2.22 Second, these figures may also include entities closely related to, or a part of, businesses with annual turnovers of more than $10 million—such as partners of large firms where they derive 'active' income from another source.

2.23 Although the issue may seem academic, it does mean that the Tax Office's figures will also include other entities that are not the focus of this review.

Review focus on collectable debt

2.24 This review focused on collectable debt owed by small businesses to the Tax Office. Collectable debt is that component of tax debt with no legal impediment to recovery. It does not include debt arising from a liability that is disputed. Disputed debt generally means outstanding tax for which taxpayers have lodged an objection to their assessment or an appeal to the Administrative Appeals Tribunal or a court.

2.25 Many representations were made to the Inspector-General in relation to the Tax Office's manner of collecting disputed debt. In the Inspector-General's view, this concern is another potential systemic tax administration issue that may be one he chooses to review in the future.

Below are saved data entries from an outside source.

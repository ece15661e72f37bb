use crate::error::{IndexError, Result};
use crate::index::{DocId, Document, Posting};
use crate::persist::{DirectoryEntry, IndexPaths, MetaFile, FORMAT_VERSION};
use std::collections::HashMap;
use std::fs::File;
use std::io::{Read, Seek, SeekFrom};
use std::path::Path;

/// Read-only view over a persisted index. Documents and the directory are
/// loaded up front; postings are read on demand from the term's byte range.
pub struct IndexReader {
    paths: IndexPaths,
    documents: Vec<Document>,
    directory: Vec<DirectoryEntry>,
    slots: HashMap<String, usize>,
    meta: Option<MetaFile>,
}

fn read_text(path: &Path) -> Result<String> {
    std::fs::read_to_string(path).map_err(|e| IndexError::io(path, e))
}

fn parse_number<T: std::str::FromStr>(field: &str, what: &str, line_no: usize) -> Result<T> {
    field
        .parse()
        .map_err(|_| IndexError::corrupt(format!("line {}: bad {what} {field:?}", line_no + 1)))
}

fn parse_documents(raw: &str) -> Result<Vec<Document>> {
    let mut docs = Vec::new();
    for (line_no, line) in raw.lines().enumerate() {
        let (head, max_tf) = line
            .rsplit_once(',')
            .ok_or_else(|| IndexError::corrupt(format!("documents line {}: missing fields", line_no + 1)))?;
        let (name, filename) = head
            .split_once(',')
            .ok_or_else(|| IndexError::corrupt(format!("documents line {}: missing fields", line_no + 1)))?;
        let max_tf: u32 = parse_number(max_tf, "max_tf", line_no)?;
        if max_tf == 0 {
            return Err(IndexError::corrupt(format!("documents line {}: max_tf is zero", line_no + 1)));
        }
        docs.push(Document {
            id: line_no as DocId,
            name: name.to_string(),
            filename: filename.to_string(),
            max_tf,
        });
    }
    Ok(docs)
}

fn parse_directory(raw: &str, blob_len: u64) -> Result<Vec<DirectoryEntry>> {
    let mut entries = Vec::new();
    for (line_no, line) in raw.lines().enumerate() {
        // terms may contain commas; the two numeric fields never do
        let mut fields = line.rsplitn(3, ',');
        let (Some(len), Some(offset), Some(term)) = (fields.next(), fields.next(), fields.next()) else {
            return Err(IndexError::corrupt(format!("directory line {}: missing fields", line_no + 1)));
        };
        let offset: u64 = parse_number(offset, "byte offset", line_no)?;
        let len: u64 = parse_number(len, "byte length", line_no)?;
        let end = offset.checked_add(len).filter(|end| *end <= blob_len).ok_or_else(|| {
            IndexError::corrupt(format!(
                "directory entry for {term:?} ({offset}+{len}) exceeds blob of {blob_len} bytes"
            ))
        })?;
        if len < term.len() as u64 + 1 {
            return Err(IndexError::corrupt(format!("directory entry for {term:?} is too short")));
        }
        tracing::trace!(term, offset, end, "directory entry");
        entries.push(DirectoryEntry { term: term.to_string(), offset, len });
    }
    Ok(entries)
}

/// Decode one term block (`term "\n" posting*`) from `index.dat`.
///
/// Every record must decode completely and reference a known document;
/// offsets must be non-empty and strictly increasing, doc ids strictly
/// increasing. Anything else is reported as corruption.
pub fn decode_term(term: &str, block: &[u8], num_docs: usize) -> Result<Vec<Posting>> {
    let nl = block
        .iter()
        .position(|&b| b == b'\n')
        .ok_or_else(|| IndexError::corrupt(format!("postings for {term:?} lack a term line")))?;
    if &block[..nl] != term.as_bytes() {
        return Err(IndexError::corrupt(format!(
            "directory points {term:?} at postings for {:?}",
            String::from_utf8_lossy(&block[..nl])
        )));
    }

    let mut rest = &block[nl + 1..];
    let mut postings: Vec<Posting> = Vec::new();
    while !rest.is_empty() {
        let posting: Posting = bincode::deserialize_from(&mut rest)
            .map_err(|e| IndexError::corrupt(format!("undecodable posting for {term:?}: {e}")))?;
        if posting.doc_id as usize >= num_docs {
            return Err(IndexError::corrupt(format!(
                "posting for {term:?} references unknown document {}",
                posting.doc_id
            )));
        }
        if postings.last().is_some_and(|prev| prev.doc_id >= posting.doc_id) {
            return Err(IndexError::corrupt(format!("postings for {term:?} are out of order")));
        }
        if posting.offsets.is_empty() || posting.offsets.windows(2).any(|w| w[0] >= w[1]) {
            return Err(IndexError::corrupt(format!(
                "posting for {term:?} in document {} has invalid offsets",
                posting.doc_id
            )));
        }
        postings.push(posting);
    }
    if postings.is_empty() {
        return Err(IndexError::corrupt(format!("term {term:?} has no postings")));
    }
    Ok(postings)
}

impl IndexReader {
    pub fn open<P: AsRef<Path>>(index_dir: P) -> Result<Self> {
        let paths = IndexPaths::new(index_dir);
        let documents = parse_documents(&read_text(&paths.documents())?)?;

        let blob_path = paths.postings();
        let blob_len = std::fs::metadata(&blob_path).map_err(|e| IndexError::io(&blob_path, e))?.len();
        let directory = parse_directory(&read_text(&paths.directory())?, blob_len)?;

        let mut slots = HashMap::with_capacity(directory.len());
        for (slot, entry) in directory.iter().enumerate() {
            if slots.insert(entry.term.clone(), slot).is_some() {
                return Err(IndexError::corrupt(format!("term {:?} listed twice", entry.term)));
            }
        }

        let meta = if paths.meta().exists() {
            let meta: MetaFile = serde_json::from_str(&read_text(&paths.meta())?)
                .map_err(|e| IndexError::corrupt(format!("unreadable meta.json: {e}")))?;
            if meta.version != FORMAT_VERSION {
                return Err(IndexError::corrupt(format!("unsupported format version {}", meta.version)));
            }
            if meta.num_docs as usize != documents.len() || meta.num_terms as usize != directory.len() {
                return Err(IndexError::corrupt("meta.json counts disagree with the index files"));
            }
            Some(meta)
        } else {
            None
        };

        tracing::debug!(
            index_dir = %paths.root.display(),
            num_docs = documents.len(),
            num_terms = directory.len(),
            "opened index"
        );
        Ok(Self { paths, documents, directory, slots, meta })
    }

    pub fn documents(&self) -> &[Document] {
        &self.documents
    }

    pub fn meta(&self) -> Option<&MetaFile> {
        self.meta.as_ref()
    }

    /// Directory entries in first-seen term order.
    pub fn terms(&self) -> &[DirectoryEntry] {
        &self.directory
    }

    pub fn entry(&self, term: &str) -> Option<&DirectoryEntry> {
        self.slots.get(term).map(|&slot| &self.directory[slot])
    }

    pub fn contains(&self, term: &str) -> bool {
        self.slots.contains_key(term)
    }

    /// Read and decode the postings for `term`, or `None` if it is not indexed.
    pub fn postings(&self, term: &str) -> Result<Option<Vec<Posting>>> {
        let Some(entry) = self.entry(term) else {
            return Ok(None);
        };
        let path = self.paths.postings();
        let mut f = File::open(&path).map_err(|e| IndexError::io(&path, e))?;
        f.seek(SeekFrom::Start(entry.offset)).map_err(|e| IndexError::io(&path, e))?;
        let mut block = vec![0u8; entry.len as usize];
        f.read_exact(&mut block).map_err(|e| match e.kind() {
            std::io::ErrorKind::UnexpectedEof => {
                IndexError::corrupt(format!("postings for {term:?} run past the end of index.dat"))
            }
            _ => IndexError::io(&path, e),
        })?;
        decode_term(term, &block, self.documents.len()).map(Some)
    }

    pub fn doc_freq(&self, term: &str) -> Result<usize> {
        Ok(self.postings(term)?.map_or(0, |p| p.len()))
    }
}

#[cfg(test)]
mod tests {
    use super::*;
    use crate::persist::encode_term;

    #[test]
    fn decode_rejects_truncated_record() {
        let mut block = Vec::new();
        encode_term("cat", &[Posting { doc_id: 0, offsets: vec![0, 4] }], &mut block).unwrap();
        block.truncate(block.len() - 2);
        assert!(matches!(decode_term("cat", &block, 1), Err(IndexError::CorruptIndex(_))));
    }

    #[test]
    fn decode_rejects_wrong_term() {
        let mut block = Vec::new();
        encode_term("dog", &[Posting { doc_id: 0, offsets: vec![1] }], &mut block).unwrap();
        assert!(matches!(decode_term("cat", &block, 1), Err(IndexError::CorruptIndex(_))));
    }

    #[test]
    fn decode_rejects_unknown_document() {
        let mut block = Vec::new();
        encode_term("cat", &[Posting { doc_id: 3, offsets: vec![1] }], &mut block).unwrap();
        assert!(matches!(decode_term("cat", &block, 2), Err(IndexError::CorruptIndex(_))));
    }

    #[test]
    fn directory_lines_split_from_the_right() {
        let entries = parse_directory("rocks,,0,14\n", 14).unwrap();
        assert_eq!(entries[0].term, "rocks,");
        assert_eq!(entries[0].len, 14);
    }

    #[test]
    fn directory_out_of_bounds_is_corrupt() {
        assert!(matches!(parse_directory("cat,10,20\n", 25), Err(IndexError::CorruptIndex(_))));
    }
}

Focus on fairness not efficiency

2.26 The Inspector-General's review is focused on the fairness of the debt collection policies and practices. It is not focused on the efficiency or effectiveness of those policies and practices. Issues of efficiency and effectiveness are matters which the Inspector-General considers are more appropriate considered by Tax Office management and other bodies.

2.27 However issues of efficiency, effectiveness and fairness overlap. Submissions raised issues of efficiency and effectiveness that also had a direct impact on the fairness of the policies and practices. Therefore, these issues have been canvassed but only to the extent that they impact on fairness.

Amount and proportion of small business collectable debt

Primary sources of debt figures

2.28 The primary sources for the debt figures used in this document are the Tax Office's June 2004 Operations, Debt and Lodgment Debt Report prepared as an internal Operations Business Line document, the Commissioner of Taxation's Annual Report 2003-04 and material provided in mid-September 2004 specifically requested in relation to higher debt level cases. In addition, information was sourced from longitudinal analysis developed by the Tax Office for the purposes of their ongoing analysis only and not intended by the Tax Office for reporting purposes.

2.29 Some figures provided by the Tax Office have been adjusted to reflect the definition of “small business” used for the purposes of this report. These adjustments are made on the basis that 85 per cent of businesses within the SME segment have an annual turnover of less than $10 million. Adjustments are as at 30 June 2004 and these adjusted figures are included throughout the report.

As at 30 June 2002

2.30 The Commissioner of Taxation reported that the Tax Office collected a total of $168 billion in taxes, including the goods and services tax (GST) and excise, in the 2001-02 income year.

2.31 As at 30 June 2002, the value of debt on hand was $13.89 billion, an increase of 35.6 per cent on the previous income year. Of this amount, $5.49 billion was collectable debt with a reported 1.168 million cases on hand. Cases on hand are taken to represent the number of taxpayers including entities that have a collectable debt owed to the Tax Office.

2.32 Collectable debt increased by 51 per cent, or $1.8 billion, on the previous year, with a 68 per cent increase in the number of collectable debt cases on hand.

As at 30 June 2003

2.33 The Commissioner of Taxation reported that the Tax Office collected a total of $185 billion in taxes, including the GST and excise, in the 2002-03 income year.

2.34 As at 30 June 2003, $17.21 billion remained outstanding of which $6.9 billion was collectable debt owed by 1.285 million taxpayers. Seven billion dollars is one per cent of Australia's gross domestic product and 4 per cent of the Commonwealth's total revenue.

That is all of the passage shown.